African-American dance has developed within various spaces throughout African-American communities in the United States, rather than studios, schools, or companies. These dances are usually centered on folk and social dance practice, though performance dance often supplies complementary aspects to this. Placing great value on improvisation, these dances are characterized by ongoing change and development. There are a number of notable African-American modern dance companies using African-American cultural dance as an inspiration, among these are the Whitey's Lindy Hoppers, Alvin Ailey American Dance Theater, Dance Theatre of Harlem,and Katherine Dunham Company. Hollywood and Broadway have also provided opportunities for African-American artists to share their work and for the public to support them.

History 
After the start of the slave trade in the 1500s, Africans brought their dances to North, Central, and South America, along with the Caribbean islands.

Development during slavery 
The Greater Chesapeake area encompassing Virginia, Maryland, and much of North Carolina was the earliest and perhaps most influential location of the black-white cultural interchange that produced "African-American" dance. Given their cultural differences, particularly with music and dance, they most likely learned to dance together by creating brand-new dances to draw on their traditions without replicating them precisely. Elements of European dances were also absorbed into these creolized dances, and by the late 18th century, the area had developed a recognizable dance style.

The limited pictorial record indicates that the original African movements, which emphasized bending at the waist and hips, eventually faded away in favor of a more upright style, similar to European dances. However, it has been argued that this change was not an adoption of the European style, but actually reflected the African practice of carrying heavy loads on the head, which requires a straight, upright spine. Black dancing continued to reflect other African characteristics such as angularity and asymmetry of body positions, multiple body rhythms or polyrhythms, and a low center of gravity.

Katrina Thompson found that the evolution of black music and dance emphasizes dance as a form of release. In some instances, slaveholders forced slaves to sing and dance to entertain them while they worked. The act of singing and dancing for themselves thus became an act of reclamation. The cakewalk, for example, developed on plantations as a subtle mockery of the formal, mannered dancing practiced by slaveholding whites. The slaves would dress in handed-down finery and comically exaggerate the poised movements of minuets and waltzes for their own amusement. A 1981 article by Brooke Baldwin concludes that the cakewalk was meant "to satirize the competing culture of supposedly 'superior' whites. Slaveholders were able to dismiss its threat in their own minds by considering it as a simple performance which existed for their own pleasure".

New York City and the Harlem Renaissance 

Just as the Harlem Renaissance saw the development of art, poetry, literature and theater in Harlem during the early 20th century, it also saw the development of a rich musical and dance life: clubs (Cotton Club), ballrooms (Savoy Ballroom), the home rent party and other black spaces as the birthplaces of new dances, theaters and the shift from vaudeville to local "shows" written and choreographed by African-American artists; theaters as public forums for popularizing African-American cultural dances. 

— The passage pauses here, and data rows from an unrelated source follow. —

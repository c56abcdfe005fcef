use refscale_core::display::Coin;

#[test]
fn test_coin_diameters() {
    assert_eq!(Coin::Penny.diameter_mm(), 19.05);
    assert_eq!(Coin::Nickel.diameter_mm(), 21.21);
    assert_eq!(Coin::Dime.diameter_mm(), 17.91);
    assert_eq!(Coin::Quarter.diameter_mm(), 24.26);
}

#[test]
fn test_coin_listing_order() {
    let names: Vec<&str> = Coin::ALL.iter().map(|c| c.name()).collect();
    assert_eq!(names, ["Penny", "Nickel", "Dime", "Quarter"]);
}

#[test]
fn test_coin_selection_label() {
    assert_eq!(Coin::selection_label(None), "Selected: (none)");
    assert_eq!(
        Coin::selection_label(Some(Coin::Dime)),
        "Selected: Dime (17.91 mm)"
    );
}

#[test]
fn test_coin_from_str_is_case_insensitive() {
    assert_eq!("quarter".parse::<Coin>().unwrap(), Coin::Quarter);
    assert_eq!(" Nickel ".parse::<Coin>().unwrap(), Coin::Nickel);
    assert!("euro".parse::<Coin>().is_err());
}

During this time voguing was a very popular thing in an event called ball. Ball culture was a way for black people to come together mostly LGBTQ+ and black women to show off and feel like a star or have a chance to be seen. Paris Is Burning (film) is a great documentary about ball culture and who started it and you see it through the eyes of the mothers( leaders of the drag houses) and how they started and how they came to be and the culture of them.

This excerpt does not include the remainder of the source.